Para nuestro contexto: ¿cómo discutir la inflación desarmando una imagen conservadora del gasto social, muy afín al gobierno saliente, que moraliza a las mujeres de sectores populares en sus posibles gastos a la vez que perdona a la élite financiera local e internacional haber fugado 9 de cada 10 dólares de la deuda externa?
Si hay unos vínculos que expresan el rechazo o la fuga de hecho al contrato familiar, el devenir deudoras es -como argumenta Silvia Federici- un cambio en la forma de explotación que arrastra otra pregunta: ¿cómo se vigila y castiga por fuera del salario y por fuera del matrimonio? Las reformas punitivas de los derechos sociales (como argumentamos en relación a la moratoria jubilatoria) intentan inventar esos dispositivos reponiendo un orden de merecimientos patriarcal por fuera del salario y por fuera del matrimonio.
Una agenda feminista: desendeudamiento, reconocimiento político y servicios públicos
Los tres problemas urgentes a los que nos enfrentamos en la coyuntura están entrelazados y complejizados desde la perspectiva feminista que supo en estos últimos años a través de movilizaciones, asambleas, paros y debates públicos visibilizar el ámbito doméstico como espacio donde suceden explotación y violencias. A la vez, se conectó cada casa con la arquitectura financiera y tributaria que sostiene las desigualdades. En la consigna ¡Vivas, libres y desendeudadas nos queremos! se traman esos sentidos que expresan imágenes concretas de cómo la deuda externa se tradujo en un endeudamiento generalizado, espeialmente de las economías domésticas y populares. Las políticas de desendeudamiento son fundamentales en la agenda feminista porque, como sabemos, son mayoritariamente las mujeres las endeudadas para acceder a alimentos y medicamentos. Si hay algo de lo que mujeres, lesbianas, travestis y trans son propietarias es de deuda.
Una agenda de la economía feminista tiene que partir de caracterizar la explotación bajo cuatro modalidades que suceden simultáneamente: como trabajadoras domésticas, como trabajadoras asalariadas o beneficiarias de subsidios, como consumidoras y como deudoras.

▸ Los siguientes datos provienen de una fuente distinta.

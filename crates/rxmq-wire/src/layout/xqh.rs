//! Transmission-queue header (`MQXQH`) layout.
//!
//! | Offset | Length | Field                   |
//! |--------|--------|-------------------------|
//! | 0      | 4      | StrucId `"XQH "`        |
//! | 4      | 4      | Version                 |
//! | 8      | 48     | RemoteQName             |
//! | 56     | 48     | RemoteQMgrName          |
//! | 104    | 324    | MsgDesc (`MQMD` v1)     |

use super::md::{read_md_v1, write_md_v1};
use crate::constants::{MQXQH_LENGTH, MQXQH_STRUC_ID, MQXQH_VERSION_1};
use crate::cursor::{Cursor, Encoder};
use crate::error::{Result, struc_id_mismatch};
use crate::order::ByteOrder;
use crate::records::{MessageDescriptor, MqChar48};

/// Header prefixed to messages on a transmission queue.
#[derive(Debug, Clone, PartialEq, Eq)]
pub struct TransmissionHeader {
    pub version: i32,
    pub remote_q_name: MqChar48,
    pub remote_qmgr_name: MqChar48,
    pub msg_desc: MessageDescriptor,
}

impl Default for TransmissionHeader {
    fn default() -> Self {
        Self {
            version: MQXQH_VERSION_1,
            remote_q_name: [b' '; 48],
            remote_qmgr_name: [b' '; 48],
            msg_desc: MessageDescriptor::default(),
        }
    }
}

/// Parse the fixed 428-byte header at the start of `data`.
pub fn parse_xqh(data: &[u8], order: ByteOrder) -> Result<TransmissionHeader> {
    let mut cursor = Cursor::new(data, order);
    let struc_id = cursor.take(4)?;
    if struc_id != MQXQH_STRUC_ID {
        return Err(struc_id_mismatch("XQH ", struc_id));
    }
    Ok(TransmissionHeader {
        version: cursor.read_i32()?,
        remote_q_name: cursor.read_array()?,
        remote_qmgr_name: cursor.read_array()?,
        msg_desc: read_md_v1(&mut cursor)?,
    })
}

#[must_use]
pub fn build_xqh(xqh: &TransmissionHeader, order: ByteOrder) -> Vec<u8> {
    let mut enc = Encoder::with_capacity(MQXQH_LENGTH, order);
    enc.put_bytes(MQXQH_STRUC_ID)
        .put_i32(xqh.version)
        .put_bytes(&xqh.remote_q_name)
        .put_bytes(&xqh.remote_qmgr_name);
    write_md_v1(&mut enc, &xqh.msg_desc);
    enc.finish()
}
use rxmq_wire::ObjectDescriptor;

use super::Marshal;
use crate::codec::{StemReader, StemWriter};
use crate::error::MarshalError;
use crate::store::{VariableStore, is_stem};

impl Marshal for ObjectDescriptor {
    const TAGS: &'static [&'static str] = &[
        "VER", "OT", "ON", "OQM", "DQN", "AUID", // v1
        "RP", "KDC", "UDC", "IDC", // v2
        "ASID", "RQN", "RQMN", // v3
        "OS.0", "OS.CCSID", "OS.1", "SS.0", "SS.CCSID", "SS.1", "ROS.0", "ROS.CCSID", "ROS.1",
        "RT", // v4
    ];

    /// A `path` that is not a stem is taken as the object name itself.
    fn to_record<S: VariableStore + ?Sized>(store: &S, path: &str) -> Result<Self, MarshalError> {
        if !is_stem(path) {
            return Ok(Self::named(path.as_bytes()));
        }
        let mut od = Self::default();
        od.overlay(&StemReader::new(store, path))?;
        Ok(od)
    }

    fn overlay<S: VariableStore + ?Sized>(
        &mut self,
        reader: &StemReader<'_, S>,
    ) -> Result<(), MarshalError> {
        reader.load_int("VER", &mut self.version);
        reader.load_int("OT", &mut self.object_type);
        reader.load_fixed_string("ON", &mut self.object_name);
        reader.load_fixed_string("OQM", &mut self.object_qmgr_name);
        reader.load_fixed_string("DQN", &mut self.dynamic_q_name);
        reader.load_fixed_string("AUID", &mut self.alternate_user_id);

        reader.load_int("RP", &mut self.recs_present);
        reader.load_int("KDC", &mut self.known_dest_count);
        reader.load_int("UDC", &mut self.unknown_dest_count);
        reader.load_int("IDC", &mut self.invalid_dest_count);

        reader.load_bytes("ASID", &mut self.alternate_security_id);
        reader.load_fixed_string("RQN", &mut self.resolved_q_name);
        reader.load_fixed_string("RQMN", &mut self.resolved_qmgr_name);

        reader.load_counted_string("OS", &mut self.object_string)?;
        reader.load_counted_string("SS", &mut self.selection_string)?;
        reader.load_counted_string("ROS", &mut self.res_object_string)?;
        reader.load_int("RT", &mut self.resolved_type);
        Ok(())
    }

    fn emit<S: VariableStore + ?Sized>(&self, writer: &mut StemWriter<'_, S>) {
        writer.put_int("VER", self.version);
        writer.put_int("OT", self.object_type);
        writer.put_fixed_string("ON", &self.object_name);
        writer.put_fixed_string("OQM", &self.object_qmgr_name);
        writer.put_fixed_string("DQN", &self.dynamic_q_name);
        writer.put_fixed_string("AUID", &self.alternate_user_id);

        writer.put_int("RP", self.recs_present);
        writer.put_int("KDC", self.known_dest_count);
        writer.put_int("UDC", self.unknown_dest_count);
        writer.put_int("IDC", self.invalid_dest_count);

        writer.put_bytes("ASID", &self.alternate_security_id);
        writer.put_fixed_string("RQN", &self.resolved_q_name);
        writer.put_fixed_string("RQMN", &self.resolved_qmgr_name);

        writer.put_counted_string("OS", &self.object_string);
        writer.put_counted_string("SS", &self.selection_string);
        writer.put_counted_string("ROS", &self.res_object_string);
        writer.put_int("RT", self.resolved_type);
    }
}

#[cfg(test)]
mod tests {
    use super::*;
    use crate::store::MemoryStore;

    #[test]
    fn test_plain_name_shortcut() {
        let mut store = MemoryStore::new();
        store.set_str("MYQUEUE.OT", "8");

        let od = ObjectDescriptor::to_record(&store, "MYQUEUE").unwrap();
        assert_eq!(od, ObjectDescriptor::named(b"MYQUEUE"));
        assert_eq!(&od.object_name[..8], b"MYQUEUE\0");
    }

    #[test]
    fn test_object_string_overlay() {
        let mut store = MemoryStore::new();
        store.set_str("OD.VER", "4");
        store.set_str("OD.OT", "8");
        store.set_str("OD.OS.0", "14");
        store.set_str("OD.OS.1", "SPORTS/RESULTS");

        let od = ObjectDescriptor::to_record(&store, "OD.").unwrap();
        assert_eq!(od.version, 4);
        assert_eq!(od.object_type, 8);
        assert_eq!(od.object_string.payload(), b"SPORTS/RESULTS");
        assert_eq!(&od.dynamic_q_name[..5], b"AMQ.*");
        assert!(!od.selection_string.is_allocated());
    }
}
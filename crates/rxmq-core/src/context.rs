//! Connection state read by the trigger decoder.

/// What the engine knows about the caller's queue-manager connection.
///
/// The engine only reads it. A missing context, or one without a name,
/// means the compact trigger carries a blank queue-manager name.
#[derive(Debug, Clone, Default, PartialEq, Eq)]
pub struct ConnectionContext {
    pub queue_manager_name: Option<String>,
}

impl ConnectionContext {
    #[must_use]
    pub fn connected(queue_manager_name: impl Into<String>) -> Self {
        Self {
            queue_manager_name: Some(queue_manager_name.into()),
        }
    }

    /// Resolved name, empty when not connected.
    #[must_use]
    pub fn queue_manager(&self) -> &str {
        self.queue_manager_name.as_deref().unwrap_or_default()
    }
}

/// Queue-manager name of an optional context.
#[must_use]
pub fn queue_manager_of(ctx: Option<&ConnectionContext>) -> &str {
    ctx.map(ConnectionContext::queue_manager).unwrap_or_default()
}

#[cfg(test)]
mod tests {
    use super::*;

    #[test]
    fn test_absent_context_is_empty_name() {
        assert_eq!(queue_manager_of(None), "");
        assert_eq!(queue_manager_of(Some(&ConnectionContext::default())), "");
        assert_eq!(
            queue_manager_of(Some(&ConnectionContext::connected("QM1"))),
            "QM1"
        );
    }
}
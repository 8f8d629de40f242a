//! Property tests for the fixed binary layouts.

use proptest::prelude::*;

use rxmq_wire::layout::{
    CompactTrigger, TriggerMessage, build_md, build_tm, build_tmc2, parse_md, parse_tm,
    parse_tmc2,
};
use rxmq_wire::{ByteOrder, MessageDescriptor, fixed};

fn order() -> impl Strategy<Value = ByteOrder> {
    prop_oneof![Just(ByteOrder::Little), Just(ByteOrder::Big)]
}

proptest! {
    #[test]
    fn md_integers_survive(
        order in order(),
        version in 1i32..=2,
        priority in -1i32..10,
        expiry in any::<i32>(),
        seq in any::<i32>(),
        msg_id in proptest::collection::vec(any::<u8>(), 24),
    ) {
        let md = MessageDescriptor {
            version,
            priority,
            expiry,
            msg_seq_number: if version >= 2 { seq } else { 1 },
            msg_id: fixed(&msg_id, 0),
            ..MessageDescriptor::default()
        };
        let bytes = build_md(&md, order);
        prop_assert_eq!(parse_md(&bytes, order).unwrap(), md);
    }

    #[test]
    fn tm_to_compact_keeps_text(
        q_name in "[A-Z.]{1,48}",
        appl_type in 0i32..100,
        qmgr in "[A-Z0-9]{0,48}",
    ) {
        let tm = TriggerMessage {
            q_name: fixed(q_name.as_bytes(), b' '),
            appl_type,
            ..TriggerMessage::default()
        };
        let tm = parse_tm(&build_tm(&tm, ByteOrder::Native), ByteOrder::Native).unwrap();
        let compact = parse_tmc2(&build_tmc2(&CompactTrigger::from_tm(&tm, qmgr.as_bytes()))).unwrap();
        prop_assert_eq!(compact.q_name, tm.q_name);
        prop_assert_eq!(compact.qmgr_name, fixed::<48>(qmgr.as_bytes(), b' '));
        let text = String::from_utf8_lossy(&compact.appl_type).trim().to_string();
        prop_assert_eq!(text.parse::<i32>().unwrap(), appl_type);
    }
}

Por eso, además de desendeudamiento es necesario políticas de reconocimiento del valor del trabajo doméstico que nos convierte directamente en “acreedoras” de una riqueza que hemos ya creado gratuitamente. Finalmente: la estructura tributaria como consumidoras es otra clave que enhebra un reclamo que va desde los alimentos a la renta financiera. Es hora de la reapropiación, de una interrupción legal de la deuda.